Energy producers and energy service providers are falling today with the price of WTI crude down more than -4%. As a result, APA Corp is down more than -12%, and Devon Energy (DVN) and ConocoPhillips (COP) are down more than -9%. Also, Diamondback Energy (FANG) and Occidental Petroleum (OXY) are down more than -8%, and Schlumberger (SLB) and Haliburton (HAL) are down more than -7%. In addition, Marathon Petroleum (MPC) and Valero Energy (VLO) are down more than -6%, and Phillips 66 (PSX), Baker Hughes (BKR), and Hess Corp (HES) are down more than -5%.
CarMax (KMX) is down more than -20% to lead losers in the S&P 500 after reporting Q4 EPS of 58 cents, below the consensus of 65 cents.
US Steel (X) is down more than -7% after President Trump said that while he loves Japan, he doesn't want a Japanese company to own it, dampening the prospects for Nippon Steel to acquire US Steel.
Comcast Corp (CMCSA) is down more than -4% after BNP Paribas Exane downgraded the stock to underperform from neutral with a price target of $31.
Eversource Energy (ES) is down more than -2% after JPMorgan Chase downgraded the stock to underweight from neutral.
Defensive healthcare stocks are climbing today as the broader market sinks.
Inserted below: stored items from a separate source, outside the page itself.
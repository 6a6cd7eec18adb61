//! Category store access.
//!
//! The loader and the navigation query both talk to the store through
//! [`CategoryRepository`], so the handle is injected rather than shared
//! globally. [`PgCategoryRepository`] is the Postgres implementation.

use async_trait::async_trait;
use sqlx::{PgPool, Postgres, QueryBuilder};
use uuid::Uuid;

use crate::core::error::{AppError, Result};
use crate::features::categories::models::{Category, Level, NewCategory};

const CATEGORY_COLUMNS: &str = "id, parent_id, name, slug, color, created_at, updated_at";

#[async_trait]
pub trait CategoryRepository: Send + Sync {
    /// Remove every category regardless of level. Returns the number removed.
    async fn delete_all(&self) -> Result<u64>;

    /// Insert a batch and return the stored records in input order.
    async fn insert_many(&self, categories: &[NewCategory]) -> Result<Vec<Category>>;

    async fn find_by_slug(&self, slug: &str) -> Result<Option<Category>>;

    /// Categories without a parent, ordered by name.
    async fn find_top_level(&self) -> Result<Vec<Category>>;

    /// Direct children of the given parents, in insertion order.
    async fn find_children(&self, parent_ids: &[Uuid]) -> Result<Vec<Category>>;

    async fn count(&self, level: Level) -> Result<i64>;

    /// First `limit` records in insertion order.
    async fn sample(&self, limit: i64) -> Result<Vec<Category>>;
}

pub struct PgCategoryRepository {
    pool: PgPool,
}

impl PgCategoryRepository {
    pub fn new(pool: PgPool) -> Self {
        Self { pool }
    }
}

#[async_trait]
impl CategoryRepository for PgCategoryRepository {
    async fn delete_all(&self) -> Result<u64> {
        // A single statement, so parent/child references are checked only at the end.
        let result = sqlx::query("DELETE FROM categories")
            .execute(&self.pool)
            .await
            .map_err(|e| {
                tracing::error!("Failed to delete categories: {:?}", e);
                AppError::Database(e)
            })?;

        Ok(result.rows_affected())
    }

    async fn insert_many(&self, categories: &[NewCategory]) -> Result<Vec<Category>> {
        if categories.is_empty() {
            return Ok(Vec::new());
        }

        let mut builder: QueryBuilder<Postgres> =
            QueryBuilder::new("INSERT INTO categories (name, slug, color, parent_id) ");
        builder.push_values(categories, |mut row, category| {
            row.push_bind(category.name.clone())
                .push_bind(category.slug.clone())
                .push_bind(category.color.clone())
                .push_bind(category.parent_id);
        });
        builder.push(" RETURNING ");
        builder.push(CATEGORY_COLUMNS);

        builder
            .build_query_as::<Category>()
            .fetch_all(&self.pool)
            .await
            .map_err(|e| {
                tracing::error!("Failed to insert categories: {:?}", e);
                AppError::Database(e)
            })
    }

    async fn find_by_slug(&self, slug: &str) -> Result<Option<Category>> {
        sqlx::query_as::<_, Category>(&format!(
            "SELECT {CATEGORY_COLUMNS} FROM categories WHERE slug = $1"
        ))
        .bind(slug)
        .fetch_optional(&self.pool)
        .await
        .map_err(|e| {
            tracing::error!("Failed to get category by slug: {:?}", e);
            AppError::Database(e)
        })
    }

    async fn find_top_level(&self) -> Result<Vec<Category>> {
        sqlx::query_as::<_, Category>(&format!(
            "SELECT {CATEGORY_COLUMNS} FROM categories WHERE parent_id IS NULL ORDER BY name"
        ))
        .fetch_all(&self.pool)
        .await
        .map_err(|e| {
            tracing::error!("Failed to list top-level categories: {:?}", e);
            AppError::Database(e)
        })
    }

    async fn find_children(&self, parent_ids: &[Uuid]) -> Result<Vec<Category>> {
        if parent_ids.is_empty() {
            return Ok(Vec::new());
        }

        sqlx::query_as::<_, Category>(&format!(
            "SELECT {CATEGORY_COLUMNS} FROM categories WHERE parent_id = ANY($1) ORDER BY created_at, id"
        ))
        .bind(parent_ids.to_vec())
        .fetch_all(&self.pool)
        .await
        .map_err(|e| {
            tracing::error!("Failed to list subcategories: {:?}", e);
            AppError::Database(e)
        })
    }

    async fn count(&self, level: Level) -> Result<i64> {
        let sql = match level {
            Level::All => "SELECT COUNT(*) FROM categories",
            Level::TopLevel => "SELECT COUNT(*) FROM categories WHERE parent_id IS NULL",
            Level::Children => "SELECT COUNT(*) FROM categories WHERE parent_id IS NOT NULL",
        };

        sqlx::query_scalar::<_, i64>(sql)
            .fetch_one(&self.pool)
            .await
            .map_err(|e| {
                tracing::error!("Failed to count categories: {:?}", e);
                AppError::Database(e)
            })
    }

    async fn sample(&self, limit: i64) -> Result<Vec<Category>> {
        sqlx::query_as::<_, Category>(&format!(
            "SELECT {CATEGORY_COLUMNS} FROM categories ORDER BY created_at, id LIMIT $1"
        ))
        .bind(limit)
        .fetch_all(&self.pool)
        .await
        .map_err(|e| {
            tracing::error!("Failed to sample categories: {:?}", e);
            AppError::Database(e)
        })
    }
}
UnitedHealth Group (UNH) is up more than +2% to lead gainers in the Dow Jones Industrials after Argus Research raised its price target on the stock to $620 from $560. Also, Molina Healthcare (MOH), Humana (HUM), and Cigna Group (CI) are up more than +1%.
Dexcom (DXCM) is up more than +4% to lead gainers in the S&P 500 and Nasdaq 100 after winning approval from the FDA for its G7 15-day continuous glucose monitor.
Lovesac Co (LOVE) is up more than +7% after reporting Q4 net sales of $241.5 million, stronger than expectations of $230.3 million.
Keros Therapeutics (KROS) is up more than +13% after it said it is initiating a formal review to evaluate strategic alternatives for the company, including a potential sale.
Enact Holdings (ACT) is up more than +5% after S&P Dow Jones Indices announced that the stock will replace SolarWinds in the S&P SmallCap 600 index before trading begins April 16.
Earnings Reports (4/10/2025)
Bank7 Corp (BSVN), Byrna Technologies Inc (BYRN), CarMax Inc (KMX), Evolv Technologies Holdings In (EVLV), Lovesac Co/The (LOVE), Northern Technologies International (NTIC).